◆ **Data extracts**
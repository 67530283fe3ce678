//! Tracked changes for partial record mutations.
//!
//! A [`Changes`] log records which fields to write and how, without requiring
//! the whole record. Entries are unique per field and keep the position of
//! their first insertion, so the column order of generated statements is
//! stable no matter how often a field is overwritten.
//!
//! ```rust
//! use grimoire_query::changes::{Change, ChangeOp, Changes};
//!
//! let changes = Changes::build([
//!     Change::set("name", "Ann"),
//!     Change::inc("age"),
//!     Change::set("name", "Bob"),
//! ]);
//!
//! let ops: Vec<_> = changes.iter().map(|c| (c.field.as_str(), c.op)).collect();
//! assert_eq!(ops, [("name", ChangeOp::Set), ("age", ChangeOp::Inc)]);
//! assert_eq!(changes.get_value("name"), Some(&"Bob".into()));
//! ```
//!
//! Changes are forward only: there is no delete operation. Detaching
//! associated records is expressed through
//! [`Changes::set_stale_assoc`]. A log is meant for a single write; increments
//! and association replacement make it unsuitable for reuse.

use indexmap::IndexMap;

use crate::constraint::ConstraintRegistry;
use crate::filter::FilterValue;

/// How a change combines with the persisted column.
#[derive(Debug, Clone, Copy, PartialEq, Eq, Hash)]
pub enum ChangeOp {
    /// Overwrite the column.
    Set,
    /// Add the value to the column.
    Inc,
    /// Subtract the value from the column.
    Dec,
    /// Raw expression; `field` holds the expression, `value` its arguments.
    Fragment,
}

/// One atomic field mutation.
#[derive(Debug, Clone, PartialEq)]
pub struct Change {
    /// Operation kind.
    pub op: ChangeOp,
    /// Target field, or the raw expression for fragments.
    pub field: String,
    /// Operand.
    pub value: FilterValue,
}

impl Change {
    /// Set `field` to `value`.
    pub fn set(field: impl Into<String>, value: impl Into<FilterValue>) -> Self {
        Self {
            op: ChangeOp::Set,
            field: field.into(),
            value: value.into(),
        }
    }

    /// Increment `field` by one.
    pub fn inc(field: impl Into<String>) -> Self {
        Self::inc_by(field, 1)
    }

    /// Increment `field` by `n`.
    pub fn inc_by(field: impl Into<String>, n: i64) -> Self {
        Self {
            op: ChangeOp::Inc,
            field: field.into(),
            value: FilterValue::Int(n),
        }
    }

    /// Decrement `field` by one.
    pub fn dec(field: impl Into<String>) -> Self {
        Self::dec_by(field, 1)
    }

    /// Decrement `field` by `n`.
    pub fn dec_by(field: impl Into<String>, n: i64) -> Self {
        Self {
            op: ChangeOp::Dec,
            field: field.into(),
            value: FilterValue::Int(n),
        }
    }

    /// Raw expression with positional arguments.
    pub fn fragment(
        raw: impl Into<String>,
        args: impl IntoIterator<Item = impl Into<FilterValue>>,
    ) -> Self {
        Self {
            op: ChangeOp::Fragment,
            field: raw.into(),
            value: FilterValue::List(args.into_iter().map(Into::into).collect()),
        }
    }
}

/// Anything that can contribute to a change log.
pub trait Changer {
    /// Apply this contribution to `changes`.
    fn build(&self, changes: &mut Changes);
}

impl Changer for Change {
    fn build(&self, changes: &mut Changes) {
        changes.set(self.clone());
    }
}

impl<F> Changer for F
where
    F: Fn(&mut Changes),
{
    fn build(&self, changes: &mut Changes) {
        self(changes)
    }
}

/// Declared type of a changeset field.
#[derive(Debug, Clone, Copy, PartialEq, Eq, Hash)]
pub enum FieldType {
    /// Boolean column.
    Bool,
    /// Integer column.
    Int,
    /// Floating point column.
    Float,
    /// Text column.
    Text,
    /// JSON column.
    Json,
    /// Date-time column; `created_at` / `updated_at` of this type are stamped on write.
    Timestamp,
    /// Nested record or record list, written through association changes.
    Association,
}

impl FieldType {
    /// Whether values of this type map to a plain column.
    pub fn is_scannable(self) -> bool {
        !matches!(self, Self::Association)
    }
}

/// Validated input handed over by the changeset collaborator.
///
/// Only non-null values of fields reported as scannable become column
/// changes.
pub trait Changeset {
    /// Validated values keyed by field, in declaration order.
    fn values(&self) -> &IndexMap<String, FilterValue>;

    /// Declared type of every field of the record, in declaration order.
    fn types(&self) -> &IndexMap<String, FieldType>;

    /// Whether `field` maps to a plain column.
    fn is_scannable(&self, field: &str) -> bool {
        self.types()
            .get(field)
            .is_some_and(|field_type| field_type.is_scannable())
    }

    /// Constraints registered while validating.
    fn constraints(&self) -> Option<&ConstraintRegistry> {
        None
    }
}

/// Changes for one association of a record.
#[derive(Debug, Clone, Default, PartialEq)]
pub struct AssocChanges {
    /// One change log per associated record to upsert.
    pub changes: Vec<Changes>,
    /// Identifiers to detach. `None` clears every associated record.
    pub stale_ids: Option<Vec<FilterValue>>,
}

/// Ordered, field-indexed change log for one record.
#[derive(Debug, Clone, Default, PartialEq)]
pub struct Changes {
    fields: IndexMap<String, Change>,
    assoc: IndexMap<String, AssocChanges>,
    constraints: Option<ConstraintRegistry>,
    timestamps: Vec<String>,
}

impl Changes {
    /// Create an empty change log.
    pub fn new() -> Self {
        Self::default()
    }

    /// Fold changers into a fresh log, in order.
    pub fn build<C: Changer>(changers: impl IntoIterator<Item = C>) -> Self {
        let mut changes = Self::new();
        for changer in changers {
            changer.build(&mut changes);
        }
        changes
    }

    /// Apply one more changer, builder style.
    pub fn apply(mut self, changer: impl Changer) -> Self {
        changer.build(&mut self);
        self
    }

    /// Build a log from a validated changeset.
    pub fn from_changeset(changeset: &impl Changeset) -> Self {
        let mut changes = Self::new();
        for (field, value) in changeset.values() {
            if !value.is_null() && changeset.is_scannable(field) {
                changes.set_value(field.clone(), value.clone());
            }
        }
        changes.constraints = changeset.constraints().cloned();
        changes.timestamps = changeset
            .types()
            .iter()
            .filter(|(_, field_type)| **field_type == FieldType::Timestamp)
            .map(|(field, _)| field.clone())
            .collect();
        changes
    }

    /// Whether no field changes are recorded. Association changes don't count.
    pub fn is_empty(&self) -> bool {
        self.fields.is_empty()
    }

    /// Number of field changes.
    pub fn len(&self) -> usize {
        self.fields.len()
    }

    /// Iterate field changes in first-insertion order.
    pub fn iter(&self) -> impl Iterator<Item = &Change> {
        self.fields.values()
    }

    /// Iterate changed field names in first-insertion order.
    pub fn fields(&self) -> impl Iterator<Item = &str> {
        self.fields.keys().map(String::as_str)
    }

    /// Get the change recorded for `field`.
    pub fn get(&self, field: &str) -> Option<&Change> {
        self.fields.get(field)
    }

    /// Record a change, replacing any change on the same field in place.
    pub fn set(&mut self, change: Change) {
        self.fields.insert(change.field.clone(), change);
    }

    /// Position of `field` in the ordered sequence.
    pub fn index_of(&self, field: &str) -> Option<usize> {
        self.fields.get_index_of(field)
    }

    /// Change at position `index`.
    pub fn get_index(&self, index: usize) -> Option<&Change> {
        self.fields.get_index(index).map(|(_, change)| change)
    }

    /// Value of the change recorded for `field`.
    pub fn get_value(&self, field: &str) -> Option<&FilterValue> {
        self.get(field).map(|change| &change.value)
    }

    /// Record a [`ChangeOp::Set`] change.
    pub fn set_value(&mut self, field: impl Into<String>, value: impl Into<FilterValue>) {
        self.set(Change::set(field, value));
    }

    /// Changes recorded for the association `field`.
    pub fn get_assoc(&self, field: &str) -> Option<&AssocChanges> {
        self.assoc.get(field)
    }

    /// Replace the child change logs of the association `field`.
    ///
    /// A newly recorded association starts with `stale_ids == None`.
    pub fn set_assoc(&mut self, field: impl Into<String>, changes: Vec<Changes>) {
        self.assoc.entry(field.into()).or_default().changes = changes;
    }

    /// Record identifiers to detach from the association `field`.
    pub fn set_stale_assoc(&mut self, field: impl Into<String>, ids: Option<Vec<FilterValue>>) {
        self.assoc.entry(field.into()).or_default().stale_ids = ids;
    }

    /// Iterate association changes in first-insertion order.
    pub fn assoc(&self) -> impl Iterator<Item = (&str, &AssocChanges)> {
        self.assoc.iter().map(|(field, ac)| (field.as_str(), ac))
    }

    /// Position of the association `field`.
    pub fn assoc_index_of(&self, field: &str) -> Option<usize> {
        self.assoc.get_index_of(field)
    }

    /// Constraint registry used when translating write errors.
    pub fn constraints(&self) -> Option<&ConstraintRegistry> {
        self.constraints.as_ref()
    }

    /// Attach a constraint registry.
    pub fn with_constraints(mut self, constraints: ConstraintRegistry) -> Self {
        self.constraints = Some(constraints);
        self
    }

    /// Whether the record declares `field` as a timestamp.
    pub fn declares_timestamp(&self, field: &str) -> bool {
        self.timestamps.iter().any(|f| f == field)
    }

    /// Declare `field` as a timestamp, builder style.
    pub fn with_timestamp(mut self, field: impl Into<String>) -> Self {
        let field = field.into();
        if !self.declares_timestamp(&field) {
            self.timestamps.push(field);
        }
        self
    }
}

impl<'a> IntoIterator for &'a Changes {
    type Item = &'a Change;
    type IntoIter = indexmap::map::Values<'a, String, Change>;

    fn into_iter(self) -> Self::IntoIter {
        self.fields.values()
    }
}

◆ **Exercise objective**
Every line above from the line with "self.fields.insert(change.field.clone(), change);" to the line with "self.assoc.get_index_of(field)", inclusive, must be returned exactly; no other line belongs in the reply.

◆ **Solution for this task**
        self.fields.insert(change.field.clone(), change);
    }

    /// Position of `field` in the ordered sequence.
    pub fn index_of(&self, field: &str) -> Option<usize> {
        self.fields.get_index_of(field)
    }

    /// Change at position `index`.
    pub fn get_index(&self, index: usize) -> Option<&Change> {
        self.fields.get_index(index).map(|(_, change)| change)
    }

    /// Value of the change recorded for `field`.
    pub fn get_value(&self, field: &str) -> Option<&FilterValue> {
        self.get(field).map(|change| &change.value)
    }

    /// Record a [`ChangeOp::Set`] change.
    pub fn set_value(&mut self, field: impl Into<String>, value: impl Into<FilterValue>) {
        self.set(Change::set(field, value));
    }

    /// Changes recorded for the association `field`.
    pub fn get_assoc(&self, field: &str) -> Option<&AssocChanges> {
        self.assoc.get(field)
    }

    /// Replace the child change logs of the association `field`.
    ///
    /// A newly recorded association starts with `stale_ids == None`.
    pub fn set_assoc(&mut self, field: impl Into<String>, changes: Vec<Changes>) {
        self.assoc.entry(field.into()).or_default().changes = changes;
    }

    /// Record identifiers to detach from the association `field`.
    pub fn set_stale_assoc(&mut self, field: impl Into<String>, ids: Option<Vec<FilterValue>>) {
        self.assoc.entry(field.into()).or_default().stale_ids = ids;
    }

    /// Iterate association changes in first-insertion order.
    pub fn assoc(&self) -> impl Iterator<Item = (&str, &AssocChanges)> {
        self.assoc.iter().map(|(field, ac)| (field.as_str(), ac))
    }

    /// Position of the association `field`.
    pub fn assoc_index_of(&self, field: &str) -> Option<usize> {
        self.assoc.get_index_of(field)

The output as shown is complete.